One person is dead, and four more are wounded after two suicide bombers blew themselves up near the U.S. Embassy in Tunisia.
The blast happened in the business district of Tunis on Friday and appeared to target a security patrol. At about 11 a.m. local time, the bombers drove toward a police truck parked nearby the embassy and detonated the explosives.
No group has claimed responsibility, but the country has been the target of attacks from the Islamic State, including a 2015 attack at a Tunisian beach resort popular with tourists that killed 39 people. Friday’s violence is the worst that Tunisia has seen in months.
Debris and human remains were littered across the road near the embassy as investigators congregated at the blast site.

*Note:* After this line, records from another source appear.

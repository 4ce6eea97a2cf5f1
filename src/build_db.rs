//! Durable per-build record store.
//!
//! The build db remembers, per (master, builder, number), whether a build
//! finished and succeeded and which gatekeeper sections have already fired
//! on it, plus a free-form `aux` map for global state (last-triggered
//! revisions, last closure message per tree). It is loaded once at process
//! start, mutated in place by the orchestrator, and saved once at exit.

use std::collections::{BTreeMap, BTreeSet};
use std::fs;
use std::path::Path;

use serde::{Deserialize, Serialize};

use crate::errors::DbError;

/// Aux key holding the last-fired revision values.
pub const TRIGGERED_REVISIONS_KEY: &str = "triggered_revisions";

/// Aux key prefix for the last closure record, suffixed with the status root.
pub const CLOSED_TREE_KEY_PREFIX: &str = "closed_tree-";

/// State of one build as the gatekeeper last saw it.
#[derive(Debug, Clone, Default, PartialEq, Serialize, Deserialize)]
pub struct BuildDbEntry {
    #[serde(default)]
    pub finished: bool,
    #[serde(default)]
    pub succeeded: bool,
    /// Section hash -> unsatisfied step names recorded when it fired.
    #[serde(default)]
    pub triggered: BTreeMap<String, BTreeSet<String>>,
}

/// Build numbers are serialized as strings; BTreeMap keeps output stable.
type BuilderBuilds = BTreeMap<String, BuildDbEntry>;
type MasterMap = BTreeMap<String, BTreeMap<String, BuilderBuilds>>;

#[derive(Debug, Default, Serialize, Deserialize)]
pub struct BuildDb {
    #[serde(default)]
    masters: MasterMap,
    #[serde(default)]
    pub aux: BTreeMap<String, serde_json::Value>,
}

impl BuildDb {
    /// Load the db from disk; an absent file yields an empty db. Read and
    /// parse errors are fatal: classification must not proceed against a
    /// partially loaded db.
    pub fn load(path: &Path) -> Result<Self, DbError> {
        if !path.exists() {
            return Ok(Self::default());
        }
        let content = fs::read_to_string(path).map_err(|source| DbError::ReadFailed {
            path: path.to_path_buf(),
            source,
        })?;
        serde_json::from_str(&content).map_err(|source| DbError::ParseFailed {
            path: path.to_path_buf(),
            source,
        })
    }

    /// Write the db atomically: serialize to a sibling temp file, then
    /// rename over the target so a crash never leaves a torn file.
    pub fn save(&self, path: &Path) -> Result<(), DbError> {
        let json = serde_json::to_string_pretty(self).map_err(|source| DbError::ParseFailed {
            path: path.to_path_buf(),
            source,
        })?;
        let tmp = path.with_extension("json.tmp");
        fs::write(&tmp, json).map_err(|source| DbError::WriteFailed {
            path: tmp.clone(),
            source,
        })?;
        fs::rename(&tmp, path).map_err(|source| DbError::WriteFailed {
            path: path.to_path_buf(),
            source,
        })
    }

    pub fn get_or_create(&mut self, master: &str, builder: &str, number: u64) -> &mut BuildDbEntry {
        self.masters
            .entry(master.to_string())
            .or_default()
            .entry(builder.to_string())
            .or_default()
            .entry(number.to_string())
            .or_default()
    }

    pub fn get(&self, master: &str, builder: &str, number: u64) -> Option<&BuildDbEntry> {
        self.masters
            .get(master)?
            .get(builder)?
            .get(&number.to_string())
    }

    /// Highest recorded build number for a builder, the scanner's
    /// high-water mark.
    pub fn highest_build(&self, master: &str, builder: &str) -> Option<u64> {
        self.masters
            .get(master)?
            .get(builder)?
            .keys()
            .filter_map(|k| k.parse::<u64>().ok())
            .max()
    }

    /// Iterate every recorded (master, builder, number, entry).
    pub fn entries(&self) -> impl Iterator<Item = (&str, &str, u64, &BuildDbEntry)> {
        self.masters.iter().flat_map(|(master, builders)| {
            builders.iter().flat_map(move |(builder, builds)| {
                builds.iter().filter_map(move |(number, entry)| {
                    number
                        .parse::<u64>()
                        .ok()
                        .map(|n| (master.as_str(), builder.as_str(), n, entry))
                })
            })
        })
    }

    /// Record that a finished build succeeded or failed. The finished flag
    /// is sticky: a build once marked finished stays finished.
    pub fn record_result(&mut self, master: &str, builder: &str, number: u64, succeeded: bool) {
        let entry = self.get_or_create(master, builder, number);
        entry.finished = true;
        entry.succeeded = succeeded;
    }
}

#[cfg(test)]
mod tests {
    use super::*;
    use tempfile::tempdir;

    #[test]
    fn load_missing_file_yields_empty_db() {
        let dir = tempdir().unwrap();
        let db = BuildDb::load(&dir.path().join("build_db.json")).unwrap();
        assert_eq!(db.entries().count(), 0);
        assert!(db.aux.is_empty());
    }

    #[test]
    fn save_then_load_round_trips() {
        let dir = tempdir().unwrap();
        let path = dir.path().join("build_db.json");

        let mut db = BuildDb::default();
        let entry = db.get_or_create("http://m", "B", 10);
        entry.finished = true;
        entry.triggered
            .insert("hash".into(), ["compile".to_string()].into());
        db.aux
            .insert("triggered_revisions".into(), serde_json::json!({"revision": 500}));
        db.save(&path).unwrap();

        let loaded = BuildDb::load(&path).unwrap();
        assert_eq!(loaded.get("http://m", "B", 10), db.get("http://m", "B", 10));
        assert_eq!(loaded.aux, db.aux);
        // No stray temp file left behind
        assert!(!dir.path().join("build_db.json.tmp").exists());
    }

    #[test]
    fn get_or_create_defaults_are_unfinished() {
        let mut db = BuildDb::default();
        let entry = db.get_or_create("http://m", "B", 1);
        assert!(!entry.finished);
        assert!(!entry.succeeded);
        assert!(entry.triggered.is_empty());
    }

    #[test]
    fn highest_build_tracks_numeric_maximum() {
        let mut db = BuildDb::default();
        db.get_or_create("http://m", "B", 9);
        db.get_or_create("http://m", "B", 10);
        db.get_or_create("http://m", "B", 2);
        assert_eq!(db.highest_build("http://m", "B"), Some(10));
        assert_eq!(db.highest_build("http://m", "other"), None);
    }

    #[test]
    fn load_rejects_corrupt_file() {
        let dir = tempdir().unwrap();
        let path = dir.path().join("build_db.json");
        std::fs::write(&path, "{not json").unwrap();
        assert!(matches!(
            BuildDb::load(&path),
            Err(DbError::ParseFailed { .. })
        ));
    }

    #[test]
    fn record_result_marks_finished() {
        let mut db = BuildDb::default();
        db.record_result("http://m", "B", 5, false);
        let entry = db.get("http://m", "B", 5).unwrap();
        assert!(entry.finished);
        assert!(!entry.succeeded);
    }
}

VIDEO from near US embassy in Tunis. #Tunisia pic.twitter.com/1lPBxpXFJo
— ?☠️ FJ ?☠️ (@Natsecjeff) March 6, 2020
Thousands of Tunisian citizens migrated into Iraq and Syria to train and fight with ISIS while it still had a substantial territorial caliphate in the Middle East. Others traveled to Libya, which is grappling with violence.
Tunisia became the first country to begin protests during the 2011 Arab Spring, which resulted in the overthrow of its leader, Zine El Abidine Ben Ali. Other countries followed, including Egypt and Libya, and Syria has been in a full civil war since 2011.